An open-source team health assessment platform inspired by Spotify's Squad Health Check Model, designed to help organizations systematically improve team well-being and effectiveness.

What is Team360?

Team360 enables teams to regularly assess their working environment across multiple dimensions (mission clarity, delivery speed, code health, fun, etc.) using a simple red/yellow/green scoring system. The platform aggregates these assessments to help managers and executives identify areas needing support and track improvements over time.

Core Philosophy

  • Support, Not Surveillance: Health checks are a support tool, not a performance evaluation mechanism
  • "Red" Means "Needs Support": A red score doesn't mean "bad team" - it means "this team needs help in this area"
  • Trust-Based: The system assumes honest input and encourages transparent self-assessment
  • Actionable Insights: Focus on building team self-awareness and driving targeted improvements

Key Features

Feature Description
11 Health Dimensions Expanded from Spotify's original 8 dimensions to cover more aspects of team health
Hierarchical Organization Support for VP → Director → Manager → Team Lead → Team Member reporting chains
Role-Based Dashboards Different views for team members, team leads, managers, and executives
Trend Analysis Track health metrics over assessment periods (e.g., "2024 - 1st Half")
Visual Analytics Radar charts, bar charts, and line graphs for data visualization
Flexible Cadences Configure weekly, biweekly, monthly, or quarterly check-ins per team

Screenshots

Team Member Survey

Complete health check surveys with intuitive red/yellow/green selections and optional comments.

Manager Dashboard

View aggregated health metrics across all supervised teams with trend analysis.

Team Lead Dashboard

Monitor your team's health with detailed breakdowns and individual response tracking.

Quick Start

Prerequisites

  • Node.js 18+ (for frontend)
  • Go 1.25+ (for backend)
  • PostgreSQL 14+ (for database)
  • Docker (recommended, for running PostgreSQL)

One-Command Setup

The easiest way to run Team360 locally:

git clone https://github.com/anthropics/teams360.git
cd teams360
make run

This single command will:

  1. Install all dependencies (if not already installed)
  2. Start PostgreSQL in Docker (if Docker is available)
  3. Run database migrations automatically
  4. Start both frontend and backend servers
  5. Display demo credentials for login

That's it! Open http://localhost:3000 in your browser.

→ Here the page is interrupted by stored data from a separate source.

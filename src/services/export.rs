//! Fines report rendering and CSV export

use std::fs;
use std::path::{Path, PathBuf};
use std::sync::Arc;

use chrono::NaiveDate;
use rust_decimal::Decimal;

use crate::{
    error::{AppError, AppResult},
    models::MaterialType,
    services::fines::FineReportService,
};

/// Column order of the fines report. Consumers rely on it.
pub const FINES_REPORT_HEADER: [&str; 5] = ["User", "Total Fines", "Book", "CD", "Journal"];

/// Where exported reports are written
#[cfg_attr(test, mockall::automock)]
pub trait ReportStorage: Send + Sync {
    fn create_dir_all(&self, path: &Path) -> AppResult<()>;
    fn write_text(&self, path: &Path, content: &str) -> AppResult<()>;
}

/// Local filesystem storage
#[derive(Clone, Copy, Debug, Default)]
pub struct FsReportStorage;

impl ReportStorage for FsReportStorage {
    fn create_dir_all(&self, path: &Path) -> AppResult<()> {
        fs::create_dir_all(path).map_err(|e| AppError::io(path, e))
    }

    fn write_text(&self, path: &Path, content: &str) -> AppResult<()> {
        fs::write(path, content).map_err(|e| AppError::io(path, e))
    }
}

#[derive(Clone)]
pub struct ReportExporter {
    fines: Arc<FineReportService>,
    storage: Arc<dyn ReportStorage>,
    reports_dir: PathBuf,
}

impl ReportExporter {
    pub fn new(
        fines: Arc<FineReportService>,
        storage: Arc<dyn ReportStorage>,
        reports_dir: impl Into<PathBuf>,
    ) -> Self {
        Self {
            fines,
            storage,
            reports_dir: reports_dir.into(),
        }
    }

    pub fn reports_dir(&self) -> &Path {
        &self.reports_dir
    }

    /// Deterministic report path for a date: `<reports_dir>/fines_<YYYY-MM-DD>.csv`
    pub fn report_path(&self, as_of: NaiveDate) -> PathBuf {
        self.reports_dir
            .join(format!("fines_{}.csv", as_of.format("%Y-%m-%d")))
    }

    /// Render the fines report: one row per user with the total and the
    /// Book/CD/Journal breakdown, absent types rendered as 0.
    pub fn generate_fines_report(&self, as_of: NaiveDate) -> AppResult<String> {
        let mut writer = csv::WriterBuilder::new()
            .terminator(csv::Terminator::Any(b'\n'))
            .from_writer(Vec::new());
        writer.write_record(FINES_REPORT_HEADER)?;

        for (user, fines) in self.fines.fine_breakdown_for_all_users(as_of) {
            let mut row = Vec::with_capacity(FINES_REPORT_HEADER.len());
            row.push(user.display_name().to_string());
            row.push(format_amount(fines.total));
            for material in MaterialType::ALL {
                row.push(format_amount(
                    fines
                        .by_material_type
                        .get(&material)
                        .copied()
                        .unwrap_or(Decimal::ZERO),
                ));
            }
            writer.write_record(&row)?;
        }

        let bytes = writer
            .into_inner()
            .map_err(|e| AppError::Csv(e.into_error().into()))?;
        Ok(String::from_utf8_lossy(&bytes).into_owned())
    }

    /// Write the fines report to the reports directory, creating it if needed.
    /// Returns the path written.
    pub fn export_fines_report_to_csv(&self, as_of: NaiveDate) -> AppResult<PathBuf> {
        let content = self.generate_fines_report(as_of)?;
        let path = self.report_path(as_of);

        self.storage.create_dir_all(&self.reports_dir)?;
        self.storage.write_text(&path, &content)?;

        tracing::info!("Fines report for {} written to {}", as_of, path.display());
        Ok(path)
    }
}

fn format_amount(amount: Decimal) -> String {
    amount.normalize().to_string()
}
//! Fine policies: daily penalty rate and borrow period per material type

use rust_decimal::Decimal;
use serde::Serialize;

use super::enums::MaterialType;
use crate::error::{AppError, AppResult};

/// Standard policy table: (material, daily rate, borrow period in days)
const STANDARD_POLICIES: [(MaterialType, i64, i64); 3] = [
    (MaterialType::Book, 10, 28),
    (MaterialType::Cd, 20, 7),
    (MaterialType::Journal, 15, 21),
];

/// Validated rate/period pair shared by every fine strategy
#[derive(Debug, Clone, Copy, PartialEq, Eq, Serialize)]
pub struct FinePolicy {
    daily_rate: Decimal,
    borrow_period_days: u32,
}

impl FinePolicy {
    /// Build a policy, rejecting a missing or negative rate and a non-positive period
    pub fn new(daily_rate: Option<Decimal>, borrow_period_days: i64) -> AppResult<Self> {
        let daily_rate = daily_rate
            .ok_or_else(|| AppError::Validation("daily rate is required".to_string()))?;
        if daily_rate < Decimal::ZERO {
            return Err(AppError::Validation(format!(
                "daily rate must not be negative (got {})",
                daily_rate
            )));
        }
        if borrow_period_days <= 0 {
            return Err(AppError::Validation(format!(
                "borrow period must be at least one day (got {})",
                borrow_period_days
            )));
        }
        let borrow_period_days = u32::try_from(borrow_period_days).map_err(|_| {
            AppError::Validation(format!("borrow period {} is too large", borrow_period_days))
        })?;

        Ok(Self {
            daily_rate,
            borrow_period_days,
        })
    }

    pub fn daily_rate(&self) -> Decimal {
        self.daily_rate
    }

    pub fn borrow_period_days(&self) -> u32 {
        self.borrow_period_days
    }

    /// Fine for the given number of overdue days. Zero or negative days cost nothing.
    /// Saturates at `Decimal::MAX` instead of overflowing.
    pub fn calculate_fine(&self, overdue_days: i64) -> Decimal {
        if overdue_days <= 0 {
            return Decimal::ZERO;
        }
        self.daily_rate.saturating_mul(Decimal::from(overdue_days))
    }
}

/// Fine strategy bound to one material type
#[derive(Debug, Clone, Copy, PartialEq, Eq, Serialize)]
pub struct FineStrategy {
    material_type: MaterialType,
    policy: FinePolicy,
}

impl FineStrategy {
    /// Strategy from the standard policy table
    pub fn for_material(material_type: MaterialType) -> AppResult<Self> {
        let (_, rate, period) = STANDARD_POLICIES
            .iter()
            .find(|(m, _, _)| *m == material_type)
            .ok_or_else(|| {
                AppError::Configuration(format!("no fine policy for material type {}", material_type))
            })?;

        Ok(Self {
            material_type,
            policy: FinePolicy::new(Some(Decimal::from(*rate)), *period)?,
        })
    }

    /// Strategy for a material type given by name (e.g. read from a data file)
    pub fn from_name(name: &str) -> AppResult<Self> {
        Self::for_material(name.parse()?)
    }

    /// Strategy with an explicit policy, for libraries running non-standard rates
    pub fn with_policy(material_type: MaterialType, policy: FinePolicy) -> Self {
        Self {
            material_type,
            policy,
        }
    }

    pub fn material_type(&self) -> MaterialType {
        self.material_type
    }

    pub fn policy(&self) -> &FinePolicy {
        &self.policy
    }

    pub fn daily_rate(&self) -> Decimal {
        self.policy.daily_rate()
    }

    pub fn borrow_period_days(&self) -> u32 {
        self.policy.borrow_period_days()
    }

    pub fn calculate_fine(&self, overdue_days: i64) -> Decimal {
        self.policy.calculate_fine(overdue_days)
    }
}
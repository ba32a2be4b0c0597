//! Business logic services

pub mod activity;
pub mod export;
pub mod fines;
pub mod loans;

use std::sync::Arc;

use crate::{config::ReportsConfig, models::BorrowRecord};

pub use activity::ActivityReportService;
pub use export::{FsReportStorage, ReportExporter, ReportStorage};
pub use fines::{FineReportService, UserFines};
pub use loans::LoansService;

/// Container for all services built over one record snapshot
#[derive(Clone)]
pub struct Services {
    pub activity: Arc<ActivityReportService>,
    pub fines: Arc<FineReportService>,
    pub exporter: ReportExporter,
    pub loans: LoansService,
}

impl Services {
    /// Create all services over `records`, exporting to the local filesystem
    pub fn new(records: &[BorrowRecord], reports_config: &ReportsConfig) -> Self {
        Self::with_storage(records, reports_config, Arc::new(FsReportStorage))
    }

    pub fn with_storage(
        records: &[BorrowRecord],
        reports_config: &ReportsConfig,
        storage: Arc<dyn ReportStorage>,
    ) -> Self {
        let fines = Arc::new(FineReportService::new(records));
        Self {
            activity: Arc::new(ActivityReportService::new(records)),
            exporter: ReportExporter::new(fines.clone(), storage, reports_config.directory.clone()),
            fines,
            loans: LoansService::new(),
        }
    }
}
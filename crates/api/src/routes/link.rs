//! Route definitions for the `/links` resource.

use axum::routing::get;
use axum::Router;

use crate::handlers::link;
use crate::state::AppState;

/// Routes mounted at `/links`.
///
/// ```text
/// GET /{token}    -> get_by_token
/// ```
pub fn router() -> Router<AppState> {
    Router::new().route("/{token}", get(link::get_by_token))
}
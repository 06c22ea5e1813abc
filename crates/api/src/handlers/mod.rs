//! Request handlers.
//!
//! Handlers validate request input, delegate to the repositories in
//! `pcshowdown_db`, and map errors via [`AppError`](crate::error::AppError).
//! They hold no business logic of their own.

pub mod build;
pub mod link;
use std::path::PathBuf;

use pcshowdown_core::pagination::MAX_PAGE_SIZE;

/// Server configuration loaded from environment variables.
///
/// All fields have sensible defaults suitable for local development.
/// In production, override via environment variables.
#[derive(Debug, Clone)]
pub struct ServerConfig {
    /// Bind address (default: `0.0.0.0`).
    pub host: String,
    /// Bind port (default: `3000`).
    pub port: u16,
    /// Allowed CORS origins, parsed from comma-separated `CORS_ORIGINS` env var.
    pub cors_origins: Vec<String>,
    /// HTTP request timeout in seconds (default: `30`).
    pub request_timeout_secs: u64,
    /// Directory of front-end assets served for non-API paths.
    pub static_dir: PathBuf,
    /// Upper bound on the listing page size (default: `100`).
    pub max_page_size: i64,
}

impl ServerConfig {
    /// Load configuration from environment variables with defaults.
    ///
    /// | Env Var                | Default                    |
    /// |------------------------|----------------------------|
    /// | `HOST`                 | `0.0.0.0`                  |
    /// | `PORT`                 | `3000`                     |
    /// | `CORS_ORIGINS`         | `http://localhost:5173`    |
    /// | `REQUEST_TIMEOUT_SECS` | `30`                       |
    /// | `STATIC_DIR`           | `./dist/assets`            |
    /// | `MAX_PAGE_SIZE`        | `100`                      |
    pub fn from_env() -> Self {
        let host = std::env::var("HOST").unwrap_or_else(|_| "0.0.0.0".into());

        let port: u16 = std::env::var("PORT")
            .unwrap_or_else(|_| "3000".into())
            .parse()
            .expect("PORT must be a valid u16");

        let cors_origins = parse_origins(
            &std::env::var("CORS_ORIGINS").unwrap_or_else(|_| "http://localhost:5173".into()),
        );

        let request_timeout_secs: u64 = std::env::var("REQUEST_TIMEOUT_SECS")
            .unwrap_or_else(|_| "30".into())
            .parse()
            .expect("REQUEST_TIMEOUT_SECS must be a valid u64");

        let static_dir = PathBuf::from(
            std::env::var("STATIC_DIR").unwrap_or_else(|_| "./dist/assets".into()),
        );

        let max_page_size: i64 = std::env::var("MAX_PAGE_SIZE")
            .map(|v| v.parse().expect("MAX_PAGE_SIZE must be a valid i64"))
            .unwrap_or(MAX_PAGE_SIZE);

        Self {
            host,
            port,
            cors_origins,
            request_timeout_secs,
            static_dir,
            max_page_size,
        }
    }
}

/// Split a comma-separated origin list, dropping blanks.
fn parse_origins(raw: &str) -> Vec<String> {
    raw.split(',')
        .map(|s| s.trim().to_string())
        .filter(|s| !s.is_empty())
        .collect()
}
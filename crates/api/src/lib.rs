//! PC build catalog API server library.
//!
//! Exposes the core building blocks (config, state, error handling, routes)
//! so integration tests and the binary entrypoint can both access them.

pub mod config;
pub mod error;
pub mod handlers;
pub mod router;
pub mod routes;
pub mod state;
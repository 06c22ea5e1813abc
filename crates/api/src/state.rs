use std::sync::Arc;

use crate::config::ServerConfig;

/// Shared application state available to all Axum handlers via `State<AppState>`.
///
/// Cheaply cloneable. The pool is the only handle on storage; it is built
/// once in `main` and injected here.
#[derive(Clone)]
pub struct AppState {
    /// Database connection pool.
    pub pool: pcshowdown_db::DbPool,
    /// Server configuration.
    pub config: Arc<ServerConfig>,
}
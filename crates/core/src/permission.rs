//! Capability permissions carried by build links.
//!
//! Every build owns exactly two links: one granting [`Permission::Edit`]
//! and one granting [`Permission::View`]. The string forms are the labels of
//! the `link_permission` enum in the database schema; queries bind them from
//! here rather than spelling them out.

use std::str::FromStr;

use crate::error::CoreError;

/// The right a link token grants over its build.
#[derive(Debug, Clone, Copy, PartialEq, Eq, Hash)]
pub enum Permission {
    /// May read, replace, and delete the build.
    Edit,
    /// May only read the build.
    View,
}

impl Permission {
    /// Return the `link_permission` label.
    pub fn as_str(self) -> &'static str {
        match self {
            Permission::Edit => "edit",
            Permission::View => "view",
        }
    }
}

impl FromStr for Permission {
    type Err = CoreError;

    fn from_str(s: &str) -> Result<Self, Self::Err> {
        match s {
            "edit" => Ok(Permission::Edit),
            "view" => Ok(Permission::View),
            other => Err(CoreError::Internal(format!(
                "unknown link permission '{other}'"
            ))),
        }
    }
}

// ---------------------------------------------------------------------------
// Tests
// ---------------------------------------------------------------------------
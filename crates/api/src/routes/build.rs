//! Route definitions for the `/pcs` resource.

use axum::routing::{get, post};
use axum::Router;

use crate::handlers::build;
use crate::state::AppState;

/// Routes mounted at `/pcs`.
///
/// ```text
/// POST   /                          -> create
/// GET    /{after_id}/{page_size}    -> list
/// GET    /{token}                   -> get_by_token
/// PUT    /{token}                   -> update
/// DELETE /{token}                   -> delete
/// ```
pub fn router() -> Router<AppState> {
    Router::new()
        .route("/", post(build::create))
        .route("/{after_id}/{page_size}", get(build::list))
        .route(
            "/{token}",
            get(build::get_by_token)
                .put(build::update)
                .delete(build::delete),
        )
}
//! Handlers for the `/links` resource.

use axum::extract::{Path, State};
use axum::Json;
use pcshowdown_db::models::link::Links;
use pcshowdown_db::repositories::LinkRepo;

use crate::error::AppResult;
use crate::state::AppState;

/// GET /api/v1/links/{token}
///
/// Returns the links the token holder may share. A view token never
/// reveals the edit token.
pub async fn get_by_token(
    State(state): State<AppState>,
    Path(token): Path<String>,
) -> AppResult<Json<Links>> {
    let links = LinkRepo::link_pair(&state.pool, &token).await?;
    Ok(Json(links))
}
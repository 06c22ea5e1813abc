//! Part model and DTOs.

use pcshowdown_core::types::DbId;
use serde::{Deserialize, Serialize};
use sqlx::FromRow;

use super::is_zero;

/// A row from the `parts` table.
#[derive(Debug, Clone, PartialEq, Eq, FromRow, Serialize, Deserialize)]
#[serde(rename_all = "camelCase")]
pub struct Part {
    pub part_id: DbId,
    #[serde(rename = "type", default, skip_serializing_if = "String::is_empty")]
    pub part_type: String,
    #[serde(default, skip_serializing_if = "String::is_empty")]
    pub brand: String,
    #[serde(default, skip_serializing_if = "String::is_empty")]
    pub model: String,
    #[serde(default, skip_serializing_if = "is_zero")]
    pub qty: i32,
    pub pc_id: DbId,
}

/// A part submitted with a create or update request.
///
/// `partId` and `pcId` are accepted so that parts read from a build can be
/// submitted again, but they are ignored: replacement parts always get
/// fresh ids under the addressed build.
#[derive(Debug, Clone, Default, PartialEq, Eq, Serialize, Deserialize)]
#[serde(deny_unknown_fields)]
pub struct NewPart {
    #[serde(rename = "partId", default, skip_serializing)]
    pub part_id: Option<DbId>,
    #[serde(rename = "type", default)]
    pub part_type: String,
    #[serde(default)]
    pub brand: String,
    #[serde(default)]
    pub model: String,
    #[serde(default)]
    pub qty: i32,
    #[serde(rename = "pcId", default, skip_serializing)]
    pub pc_id: Option<DbId>,
}

impl NewPart {
    pub fn new(part_type: &str, brand: &str, model: &str, qty: i32) -> Self {
        Self {
            part_type: part_type.to_string(),
            brand: brand.to_string(),
            model: model.to_string(),
            qty,
            ..Self::default()
        }
    }

    /// Whether a stored part carries the same attributes as this input.
    pub fn matches(&self, part: &Part) -> bool {
        self.part_type == part.part_type
            && self.brand == part.brand
            && self.model == part.model
            && self.qty == part.qty
    }
}
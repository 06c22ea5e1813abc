//! Domain model structs and DTOs.
//!
//! Row structs derive `FromRow` + `Serialize` and use the camelCase field
//! names of the public JSON API. Empty strings and zero values are omitted
//! on the wire. Create DTOs decode strictly; update DTOs ignore unknown
//! fields so a fetched build can be edited and sent straight back.

pub mod build;
pub mod image;
pub mod link;
pub mod part;

pub(crate) fn is_zero(value: &i32) -> bool {
    *value == 0
}
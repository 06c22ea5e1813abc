//! PC Showdown HTTP server.

use std::net::SocketAddr;
use std::sync::Arc;

use tokio::signal;
use tracing_subscriber::layer::SubscriberExt;
use tracing_subscriber::util::SubscriberInitExt;
use tracing_subscriber::EnvFilter;

use pcshowdown_api::config::ServerConfig;
use pcshowdown_api::router::build_app_router;
use pcshowdown_api::state::AppState;
use pcshowdown_db::DbPool;

const DEFAULT_LOG_FILTER: &str = "pcshowdown_api=debug,tower_http=debug";

#[tokio::main]
async fn main() {
    dotenvy::dotenv().ok();
    init_tracing();

    let config = ServerConfig::from_env();
    tracing::info!(
        host = %config.host,
        port = config.port,
        static_dir = %config.static_dir.display(),
        max_page_size = config.max_page_size,
        "Configuration loaded"
    );

    let database_url = std::env::var("DATABASE_URL").expect("DATABASE_URL must be set");
    let pool = open_catalog(&database_url).await;

    let addr = SocketAddr::new(
        config.host.parse().expect("HOST must be an IP address"),
        config.port,
    );
    let app = build_app_router(
        AppState {
            pool,
            config: Arc::new(config.clone()),
        },
        &config,
    );

    let listener = tokio::net::TcpListener::bind(addr)
        .await
        .unwrap_or_else(|e| panic!("Cannot bind {addr}: {e}"));
    tracing::info!(%addr, "PC Showdown listening");

    axum::serve(listener, app)
        .with_graceful_shutdown(wait_for_stop())
        .await
        .expect("HTTP server failed");

    tracing::info!("PC Showdown stopped");
}

/// `RUST_LOG` wins; otherwise log this crate and request traces at debug.
fn init_tracing() {
    let filter = EnvFilter::try_from_default_env().unwrap_or_else(|_| DEFAULT_LOG_FILTER.into());
    tracing_subscriber::registry()
        .with(filter)
        .with(tracing_subscriber::fmt::layer())
        .init();
}

/// Connect to Postgres, confirm it answers, and bring the schema up to date.
/// Any failure aborts startup.
async fn open_catalog(database_url: &str) -> DbPool {
    let pool = pcshowdown_db::create_pool(database_url)
        .await
        .expect("Cannot connect to the build catalog database");

    pcshowdown_db::health_check(&pool)
        .await
        .expect("Build catalog database is not answering");

    pcshowdown_db::run_migrations(&pool)
        .await
        .expect("Build catalog migrations failed");

    tracing::info!("Build catalog database ready");
    pool
}

/// Resolve on Ctrl-C, or on SIGTERM where the platform has it.
async fn wait_for_stop() {
    let interrupt = async {
        if let Err(e) = signal::ctrl_c().await {
            tracing::error!(error = %e, "Cannot listen for Ctrl-C");
            std::future::pending::<()>().await;
        }
    };

    #[cfg(unix)]
    let terminate = async {
        match signal::unix::signal(signal::unix::SignalKind::terminate()) {
            Ok(mut stream) => {
                stream.recv().await;
            }
            Err(e) => {
                tracing::error!(error = %e, "Cannot listen for SIGTERM");
                std::future::pending::<()>().await;
            }
        }
    };

    #[cfg(not(unix))]
    let terminate = std::future::pending::<()>();

    tokio::select! {
        () = interrupt => tracing::info!("Interrupted, draining connections"),
        () = terminate => tracing::info!("Terminated, draining connections"),
    }
}
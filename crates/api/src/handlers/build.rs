//! Handlers for the `/pcs` resource.
//!
//! Builds are addressed only by link token. Edit tokens may read, replace,
//! and delete; view tokens may only read.

use axum::extract::rejection::JsonRejection;
use axum::extract::{Path, State};
use axum::http::StatusCode;
use axum::Json;
use pcshowdown_core::build::{validate_build_fields, validate_part_qty};
use pcshowdown_core::pagination::{clamp_after_id, clamp_page_size};
use pcshowdown_db::models::build::{BuildSummary, CreateBuild, FullBuild, UpdateBuild};
use pcshowdown_db::models::link::Links;
use pcshowdown_db::models::part::NewPart;
use pcshowdown_db::repositories::BuildRepo;

use crate::error::{AppError, AppResult};
use crate::state::AppState;

/// POST /api/v1/pcs
///
/// The body is decoded strictly; unknown fields are rejected with 400.
pub async fn create(
    State(state): State<AppState>,
    req: Result<Json<CreateBuild>, JsonRejection>,
) -> AppResult<Json<Links>> {
    let Json(input) = req?;
    validate_submission(&input.name, &input.info, &input.parts)?;

    let created = BuildRepo::create(&state.pool, &input).await?;
    tracing::info!(
        pc_id = created.pc_id,
        parts = input.parts.len(),
        images = input.images.len(),
        "Build created"
    );
    Ok(Json(created.links))
}

/// GET /api/v1/pcs/{after_id}/{page_size}
///
/// Keyset pagination: returns builds with id greater than `after_id`.
/// A page size of 0 yields an empty page; negative sizes are a 400.
pub async fn list(
    State(state): State<AppState>,
    Path((after_id, page_size)): Path<(String, String)>,
) -> AppResult<Json<Vec<BuildSummary>>> {
    let after_id = parse_path_number("after_id", &after_id)?;
    let page_size = parse_path_number("page_size", &page_size)?;

    let after_id = clamp_after_id(after_id);
    let limit = clamp_page_size(page_size, state.config.max_page_size)?;

    let page = BuildRepo::list_after(&state.pool, after_id, limit).await?;
    tracing::debug!(after_id, limit, count = page.len(), "Listed builds");
    Ok(Json(page))
}

/// GET /api/v1/pcs/{token}
pub async fn get_by_token(
    State(state): State<AppState>,
    Path(token): Path<String>,
) -> AppResult<Json<FullBuild>> {
    let build = BuildRepo::find_by_token(&state.pool, &token).await?;
    Ok(Json(build))
}

/// PUT /api/v1/pcs/{token}
///
/// Fully replaces name, info, parts, and images. Requires the edit token.
pub async fn update(
    State(state): State<AppState>,
    Path(token): Path<String>,
    req: Result<Json<UpdateBuild>, JsonRejection>,
) -> AppResult<Json<FullBuild>> {
    let Json(input) = req?;
    validate_submission(&input.name, &input.info, &input.parts)?;

    let build = BuildRepo::update(&state.pool, &token, &input).await?;
    tracing::info!(pc_id = build.pc_id, "Build replaced");
    Ok(Json(build))
}

/// DELETE /api/v1/pcs/{token}
pub async fn delete(
    State(state): State<AppState>,
    Path(token): Path<String>,
) -> AppResult<StatusCode> {
    let pc_id = BuildRepo::delete(&state.pool, &token).await?;
    tracing::info!(pc_id, "Build deleted");
    Ok(StatusCode::NO_CONTENT)
}

// ---------------------------------------------------------------------------
// Helpers
// ---------------------------------------------------------------------------

fn validate_submission(name: &str, info: &str, parts: &[NewPart]) -> AppResult<()> {
    validate_build_fields(name, info)?;
    for part in parts {
        validate_part_qty(part.qty)?;
    }
    Ok(())
}

fn parse_path_number(field: &str, raw: &str) -> AppResult<i64> {
    raw.parse()
        .map_err(|_| AppError::BadRequest(format!("{field} must be an integer, got '{raw}'")))
}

Manual Setup (Alternative)

If you prefer manual control or don't have Docker:

1. Clone the Repository

git clone https://github.com/anthropics/teams360.git
cd teams360

2. Start PostgreSQL Database

Using Docker (recommended):

docker run -d \
  --name teams360-db \
  -e POSTGRES_PASSWORD=postgres \
  -e POSTGRES_DB=teams360 \
  -p 5432:5432 \
  postgres:16-alpine

Or use an existing PostgreSQL instance and set the connection string.

3. Start the Backend

cd backend

# Set database connection
export DATABASE_URL="postgres://postgres:postgres@localhost:5432/teams360?sslmode=disable"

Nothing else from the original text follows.